Where in the records does the word "mpsc" occur? Copy each line in which it does.
----
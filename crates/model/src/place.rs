use serde::{Deserialize, Serialize};

/// Place search hit as returned by `plan/search/place`.
#[derive(Debug, Clone, Default, Deserialize)]
#[serde(default)]
pub struct PlaceResponse {
    #[serde(rename = "title")]
    pub name: String,
    pub address: String,
    #[serde(rename = "roadAddress")]
    pub road_address: String,
    #[serde(rename = "mapy")]
    pub latitude: f64,
    #[serde(rename = "mapx")]
    pub longitude: f64,
}

#[derive(Debug, Clone, Default, PartialEq, Serialize, Deserialize)]
pub struct Place {
    pub name: String,
    pub address: String,
    pub road_address: String,
    pub latitude: f64,
    pub longitude: f64,
}

impl Place {
    /// Address to show and submit: the road address when the provider has one.
    pub fn display_address(&self) -> &str {
        if self.road_address.is_empty() {
            &self.address
        } else {
            &self.road_address
        }
    }

    /// Address sent for the weather lookup: the lot address, falling back to
    /// the road address.
    pub fn weather_address(&self) -> &str {
        if self.address.is_empty() {
            &self.road_address
        } else {
            &self.address
        }
    }
}

impl From<PlaceResponse> for Place {
    fn from(response: PlaceResponse) -> Self {
        Self {
            name: response.name,
            address: response.address,
            road_address: response.road_address,
            latitude: response.latitude,
            longitude: response.longitude,
        }
    }
}
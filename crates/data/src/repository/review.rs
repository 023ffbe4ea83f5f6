use async_trait::async_trait;
use moim_core::DataResult;
use moim_model::Review;
use moim_network::ReviewApi;

use crate::catching::catching;

#[cfg_attr(any(test, feature = "testing"), mockall::automock)]
#[async_trait]
pub trait ReviewRepository: Send + Sync {
    async fn get_review(&self, review_id: &str) -> DataResult<Review>;

    async fn get_reviews(&self, meeting_id: &str) -> DataResult<Vec<Review>>;

    async fn delete_review(&self, review_id: &str) -> DataResult<()>;

    async fn report_review(&self, review_id: &str, reason: &str) -> DataResult<()>;
}

pub struct ReviewRepositoryImpl {
    api: ReviewApi,
}

impl ReviewRepositoryImpl {
    pub fn new(api: ReviewApi) -> Self {
        Self { api }
    }
}

#[async_trait]
impl ReviewRepository for ReviewRepositoryImpl {
    async fn get_review(&self, review_id: &str) -> DataResult<Review> {
        catching("get_review", self.api.get_review(review_id))
            .await
            .map(Review::from)
    }

    async fn get_reviews(&self, meeting_id: &str) -> DataResult<Vec<Review>> {
        catching("get_reviews", self.api.get_reviews(meeting_id))
            .await
            .map(|reviews| reviews.into_iter().map(Review::from).collect())
    }

    async fn delete_review(&self, review_id: &str) -> DataResult<()> {
        catching("delete_review", self.api.delete_review(review_id)).await
    }

    async fn report_review(&self, review_id: &str, reason: &str) -> DataResult<()> {
        catching("report_review", self.api.report_review(review_id, reason)).await
    }
}
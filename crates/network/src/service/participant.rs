use moim_model::{ParticipantContainerResponse, ParticipantResponse};

use crate::client::ApiClient;
use crate::error::NetworkError;

/// Member lists of meetings, plans and reviews.
#[derive(Clone)]
pub struct ParticipantApi {
    client: ApiClient,
}

impl ParticipantApi {
    pub fn new(client: ApiClient) -> Self {
        Self { client }
    }

    pub async fn get_meeting_participants(
        &self,
        meeting_id: &str,
    ) -> Result<ParticipantContainerResponse, NetworkError> {
        self.client.get(&["meet", "members", meeting_id]).await
    }

    pub async fn get_plan_participants(
        &self,
        plan_id: &str,
    ) -> Result<Vec<ParticipantResponse>, NetworkError> {
        self.client.get(&["plan", "members", plan_id]).await
    }

    pub async fn get_review_participants(
        &self,
        review_id: &str,
    ) -> Result<Vec<ParticipantResponse>, NetworkError> {
        self.client.get(&["review", "members", review_id]).await
    }
}
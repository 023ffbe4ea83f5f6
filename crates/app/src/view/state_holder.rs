use std::future::Future;
use std::sync::Mutex;

use moim_core::{DataError, DataResult, LoadResult};
use tokio::sync::{mpsc, watch};

use crate::view::event::{toast_for, ToastMessage, UiEvent};
use crate::view::route::Route;

/// Owns one screen's state, its in-flight counter and its event channel.
///
/// The state is a [`LoadResult`] over the screen's content type. Only the
/// owning feature mutates it; renderers observe it through [`watch`].
///
/// [`watch`]: StateHolder::watch
pub struct StateHolder<T> {
    state: watch::Sender<LoadResult<T>>,
    in_flight: watch::Sender<usize>,
    events: mpsc::UnboundedSender<UiEvent>,
    receiver: Mutex<Option<mpsc::UnboundedReceiver<UiEvent>>>,
}

impl<T> StateHolder<T>
where
    T: Clone + Send + Sync + 'static,
{
    /// Start in `Loading`.
    pub fn new() -> Self {
        Self::with_state(LoadResult::Loading)
    }

    pub fn with_state(initial: LoadResult<T>) -> Self {
        let (events, receiver) = mpsc::unbounded_channel();
        Self {
            state: watch::Sender::new(initial),
            in_flight: watch::Sender::new(0),
            events,
            receiver: Mutex::new(Some(receiver)),
        }
    }

    pub fn state(&self) -> LoadResult<T> {
        self.state.borrow().clone()
    }

    pub fn watch(&self) -> watch::Receiver<LoadResult<T>> {
        self.state.subscribe()
    }

    pub fn set_state(&self, state: LoadResult<T>) {
        self.state.send_replace(state);
    }

    /// Snapshot of the content, if the screen is in `Success`.
    pub fn success(&self) -> Option<T> {
        self.state.borrow().success().cloned()
    }

    /// Apply `f` to the current content. No-op unless in `Success`.
    ///
    /// Returns whether the update was applied.
    pub fn update_success(&self, f: impl FnOnce(&mut T)) -> bool {
        self.state.send_if_modified(|state| match state.success_mut() {
            Some(content) => {
                f(content);
                true
            }
            None => false,
        })
    }

    pub fn is_in_flight(&self) -> bool {
        *self.in_flight.borrow() > 0
    }

    pub fn watch_in_flight(&self) -> watch::Receiver<usize> {
        self.in_flight.subscribe()
    }

    /// Await `call` with the in-flight flag raised.
    ///
    /// The flag drops back even if the call is cancelled mid-way.
    pub async fn in_flight<F: Future>(&self, call: F) -> F::Output {
        let _guard = InFlightGuard::raise(&self.in_flight);
        call.await
    }

    pub fn emit(&self, event: UiEvent) {
        // Ignore the SendError; it only means the screen stopped listening.
        let _ = self.events.send(event);
    }

    pub fn navigate(&self, route: Route) {
        self.emit(UiEvent::Navigate(route));
    }

    pub fn toast(&self, message: ToastMessage) {
        self.emit(UiEvent::ShowToast(message));
    }

    /// Report a failed secondary action as a single toast.
    pub fn toast_error(&self, err: &DataError) {
        self.toast(toast_for(err));
    }

    /// Run a secondary call with the in-flight flag raised.
    ///
    /// A failure is logged, shown as exactly one toast and swallowed; the
    /// current state is left as it was.
    pub async fn attempt<R>(
        &self,
        action: &'static str,
        call: impl Future<Output = DataResult<R>>,
    ) -> Option<R> {
        match self.in_flight(call).await {
            Ok(value) => Some(value),
            Err(err) => {
                tracing::warn!(action, error = %err, "Screen action failed");
                self.toast_error(&err);
                None
            }
        }
    }

    /// Hand out the event receiver. Only the first caller gets it.
    pub fn take_events(&self) -> Option<mpsc::UnboundedReceiver<UiEvent>> {
        self.receiver
            .lock()
            .unwrap_or_else(|poisoned| poisoned.into_inner())
            .take()
    }
}

impl<T> Default for StateHolder<T>
where
    T: Clone + Send + Sync + 'static,
{
    fn default() -> Self {
        Self::new()
    }
}

struct InFlightGuard<'a> {
    counter: &'a watch::Sender<usize>,
}

impl<'a> InFlightGuard<'a> {
    fn raise(counter: &'a watch::Sender<usize>) -> Self {
        counter.send_modify(|n| *n += 1);
        Self { counter }
    }
}

impl Drop for InFlightGuard<'_> {
    fn drop(&mut self) {
        self.counter.send_modify(|n| *n = n.saturating_sub(1));
    }
}

#[cfg(test)]
mod tests {
    use assert_matches::assert_matches;

    use super::*;

    #[test]
    fn updates_only_apply_in_success() {
        let holder = StateHolder::<i32>::new();
        assert!(!holder.update_success(|v| *v += 1));
        assert!(holder.state().is_loading());

        holder.set_state(LoadResult::Success(1));
        assert!(holder.update_success(|v| *v += 1));
        assert_eq!(holder.success(), Some(2));

        holder.set_state(LoadResult::Error(DataError::Network("x".into())));
        assert!(!holder.update_success(|v| *v += 1));
    }

    #[tokio::test]
    async fn in_flight_is_raised_only_during_the_call() {
        let holder = StateHolder::<i32>::new();
        let observed = holder
            .in_flight(async { holder.is_in_flight() })
            .await;
        assert!(observed);
        assert!(!holder.is_in_flight());
    }

    #[tokio::test]
    async fn cancelled_call_still_clears_in_flight() {
        let holder = StateHolder::<i32>::new();
        let pending = holder.in_flight(std::future::pending::<()>());
        let timed_out =
            tokio::time::timeout(std::time::Duration::from_millis(10), pending).await;
        assert!(timed_out.is_err());
        assert!(!holder.is_in_flight());
    }

    #[tokio::test]
    async fn failed_attempt_toasts_once_and_keeps_state() {
        let holder = StateHolder::with_state(LoadResult::Success(5));
        let mut events = holder.take_events().unwrap();

        let result = holder
            .attempt("delete", async { Err::<(), _>(DataError::Network("offline".into())) })
            .await;

        assert_eq!(result, None);
        assert_eq!(holder.success(), Some(5));
        assert!(!holder.is_in_flight());
        assert_matches!(
            events.try_recv(),
            Ok(UiEvent::ShowToast(ToastMessage::NetworkError))
        );
        assert!(events.try_recv().is_err());
    }

    #[tokio::test]
    async fn events_are_delivered_to_the_single_taker() {
        let holder = StateHolder::<i32>::new();
        let mut events = holder.take_events().unwrap();
        assert!(holder.take_events().is_none());

        holder.navigate(Route::Back);
        holder.toast_error(&DataError::Network("offline".into()));

        assert_eq!(events.recv().await, Some(UiEvent::Navigate(Route::Back)));
        assert_matches!(
            events.recv().await,
            Some(UiEvent::ShowToast(ToastMessage::NetworkError))
        );
    }
}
----
RESULT OF THE TASK →
use tokio::sync::{mpsc, watch};
    events: mpsc::UnboundedSender<UiEvent>,
    receiver: Mutex<Option<mpsc::UnboundedReceiver<UiEvent>>>,
        let (events, receiver) = mpsc::unbounded_channel();
    pub fn take_events(&self) -> Option<mpsc::UnboundedReceiver<UiEvent>> {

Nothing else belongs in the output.